My last day of work was yesterday. I said to BF (which continues to be my abbreviation for boyfriend), I said, "I am without an identity. I'm between jobs. I'm neither unemployed nor employed." Caught up in the existential angst of the universe, I took a sip from my can of Diet Dr. Pepper and quietly belched.

After dropping off BF at work (HA!) and telling parking services where to stuff it -- and by it, I mean permit, and by stuffing I mean thanking profusely -- I parked at the beach and went for a walk. Because I could. I walked out to the pier and back, stopping to converse with a gentleman visiting from San Francisco. Somewhere he still thinks my name is Cindy.

Half-way out on the pier, there's a chain link gate leading to a set of stairs going down. Illegally, people jump off those stairs into the ocean and I've never attempted to use them. But today I was in a saucy mood, one with the fishermen, one with the seaweed, and I tell you, I swung back that door with gusto -- after making sure no one was watching. I descended the stairs, touched a railing, recoiled in horror as I'd stuck my hand in a mound of bird shit ... The stairs led to a flat walkway suspended under the pier. I walked to the edge of the plank. I imagined jumping. I sneaked a quick look down to see barnacles and kelp, the whole dirty pier underbelly. And then I dashed back to topside. Because rebelling has never been my strong point. Trouble with authority yes, rebelling no.

And I saw seals or sea lions depending on the ear flaps and geography. Two, weaving and bobbing, briefly surfacing to tease me with their shiny black heads. And then they were gone and I was saying to someone, "There are seals out there," and that person nodded sagely, walking on.

All this by nine o'clock.

I had a dream all my teeth fell out because of a home invasion. I opened my mouth and they fell like pearls into my hand.

Then I went to the bank and juggled monies into various Swiss accounts. I'm a financial genius.

Vash is taking a nap and it looks like an excellent idea.

Saturday, July 10, 2004

Pie and Perky Music

I'm listening to my writing mp3 mix in an attempt to find aural inspiration. It's perky and peppy like my hair.

BF and I are going to a dinner party in a couple hours. I made a chocolate peanut butter pie for the occasion. It's light years easier to cook when the alternative is sitting down to write. I even washed the dishes.

Pages are due and I'm zoning out. Surprise!

UPS assures me that my DDR dance pad is on time. To be delivered Monday.

The words aren't fitting together correctly. My thoughts are two leaps ahead of what I'm trying to say. I have to step back, take a look, dive back in, make corrections, and then step back again. It's tedious. And I'm also trying to be funny which wipes out everything else. Is this line funnier than this other line? How sleazy can I make the villain? Will anybody get the semiotics line? No? Is it just me being pretentious or would the character say that? It's a day of second, triple, quadruple guessing. The end result is two pages. An over thought out seduction scene that may or may not be funny to anyone but me. And here's a tip Christy darling, whenever you use the word semiotic in a sentence, it will sound pretentious.

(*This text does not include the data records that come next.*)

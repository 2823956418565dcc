pub mod error;
mod pagination;
mod principal;
mod record;
mod tuple;

pub use error::Error;
pub use pagination::{
    clamp_limit, decode as pagination_decode, encode as pagination_encode,
    token_for_page as pagination_token_for_page, DEFAULT_LIMIT, MAX_LIMIT,
};
pub use principal::{NewPrincipal, Principal, PrincipalStore};
pub use record::{NewRecord, Record, RecordStore};
pub use tuple::{
    check, create, entity_hash, tuplets_list, CheckOutcome, CheckResult, CreateResult, Endpoint,
    Entity, NewTuple, OptimizeStrategy, Strategy, Tuple, TupleStore, Tuplet,
    DEFAULT_COST_LIMIT, PRINCIPAL_ENTITY_TYPE,
};
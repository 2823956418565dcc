use crate::error::Error;

use super::{Tuple, TupleStore};

/// Optimizer strategy chosen when creating a tuple: `graph` stores only
/// the primary tuple; `direct`/`set` additionally materialize transitively
/// reachable tuples so future `check` calls hit the direct path.
#[derive(Clone, Copy, Debug, PartialEq, Eq)]
pub enum OptimizeStrategy {
    Graph,
    Direct,
    Set,
}

pub struct CreateResult {
    pub tuple: Tuple,
    pub computed: Vec<Tuple>,
    pub cost: i32,
}

/// Stores `tuple`, then — unless `strategy` is `Graph` — expands it in
/// both directions and materializes the resulting composed tuples, up to
/// `cost_limit`.
///
/// Mirrors `rpcCreate`'s left-expand/right-expand/store-candidates
/// sequence exactly, including its cost accounting and its policy of
/// silently dropping candidates that already exist.
pub async fn create(
    store: &TupleStore,
    tuple: Tuple,
    strategy: OptimizeStrategy,
    cost_limit: u16,
) -> Result<CreateResult, Error> {
    store.store(&tuple).await?;

    if strategy == OptimizeStrategy::Graph {
        return Ok(CreateResult {
            tuple,
            computed: Vec::new(),
            cost: 1,
        });
    }

    let mut cost: u32 = 0;
    let mut computed: Vec<Tuple> = Vec::new();

    if !tuple.strand.is_empty()
        && (strategy == OptimizeStrategy::Direct || tuple.r_principal_id.is_some())
    {
        let results = store
            .list_left(
                &tuple.space_id,
                &tuple.left(),
                Some(&tuple.strand),
                None,
                cost_limit,
            )
            .await?;

        cost += results.len() as u32;
        for r in &results {
            if strategy == OptimizeStrategy::Set && r.l_principal_id.is_none() {
                continue;
            }
            computed.push(Tuple::compose(r, &tuple));
        }
    }

    if (cost as u16) < cost_limit
        && !tuple.relation.is_empty()
        && (strategy == OptimizeStrategy::Direct || tuple.l_principal_id.is_some())
    {
        let results = store
            .list_right(
                &tuple.space_id,
                &tuple.right(),
                None,
                None,
                cost_limit - cost as u16,
            )
            .await?;

        cost += results.len() as u32;
        for r in &results {
            if tuple.relation != r.strand {
                continue;
            }
            if strategy == OptimizeStrategy::Set && r.r_principal_id.is_none() {
                continue;
            }
            computed.push(Tuple::compose(&tuple, r));
        }
    }

    cost += 1; // primary tuple insert

    let signed_cost = if cost <= cost_limit as u32 {
        let mut kept = Vec::with_capacity(computed.len());
        for candidate in computed {
            match store.store(&candidate).await {
                Ok(()) => kept.push(candidate),
                Err(Error::AlreadyExists) => {}
                Err(err) => return Err(err),
            }
        }
        computed = kept;
        cost as i32
    } else {
        computed.clear();
        -(cost as i32)
    };

    Ok(CreateResult {
        tuple,
        computed,
        cost: signed_cost,
    })
}

#[cfg(test)]
mod tests {
    use super::*;

    #[test]
    fn graph_strategy_is_the_default_meaning() {
        assert_eq!(OptimizeStrategy::Graph, OptimizeStrategy::Graph);
    }
}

The pages are due in an hour. I guess I have to focus.

Shazam!

Wednesday, July 07, 2004

Curiosity took the Cat for a Walk

I feel ennui. I am spent.

Since I got home from work I've been adding books to my new toy called Book Collection. I cannot express my devotion to this software in mere words. In the farthest reaches of cyberspace, picture me humming an impromptu tune of joy, spontaneously composing an aria of deep significance, and/or feverishly typing in ISBN's, molding category fields to fit my whim.

Soon the promised barcode scanner will alleviate the fever, but not the frenzy. The frenzy can only be defeated by a Paladin named Aribeth, a Spymaster named Aerin Gend, and two days of heavy drinking... so sayeth the prophecy.

We bought a harness and leash for the cat. We've been taking him for walks at night, or rather, we lure him outside with treats and then watch him sniff grass for twenty minutes. Unfortunately for you, Vash has decided he's camera shy, or I'd be inflicting a gallery of "Cat Walking' digital photos onto the broad back of the internet post-haste. (No, I don't want to capitalize it, Microsoft Word. I think capitalizing the internet is stupid and ... I am above the law!)

One week from today is my last day at work.

DDR ETA: 5 days.

Do you see why I'm employing blog avoidance techniques? There's a big flashing neon sign on my chest that says, "NERD." Hell, who needs a sign. I'm a human sandwich board and geek is what I'm selling.

In other news: I am choking on my own saliva -- as opposed to other people's saliva, which is clearly unhygienic. My homework for tonight: remember how to swallow.

Monday, July 05, 2004

A Good, Little Consumer

Yesterday we ventured from the comfort of the Ratchet & Clank Cave to fetch certain items. We replaced a preternaturally bright alarm clock radio, traded in 6 games for DDR Max 2, refilled water jugs, window-shopped at the AT&T store, and ate at Arby's.

Not much for celebrating 4th of July, I ordered a RedOctane Ignition Dance Pad from an Amazon seller. I expect guaranteed amusement in 3-7 short days.

It's a rant to itself that stores don't close to allow their families to celebrate [our national independence]. And I fell for it. I consumed. I exhibited love for my country by going shopping -- because the alternative would've been to stay home and watch "Independence Day" on the television, which newsflash, has nothing to do with anything.

When the fireworks were detonating, I did manage to slip on a pair of shoes and walk down to the corner. In the streetlight, over the trees and (on average) $700,000 homes, where I knew the beach to be, I caught a corner of the light show for about 20 seconds. A neighbor child yelled, "It's so big!" And a neighbor laughed with his buddies, drunk, "Man, it's like a fuckin' war zone." He was referring to the sky from our angle, flashing and periodically booming with orange haze.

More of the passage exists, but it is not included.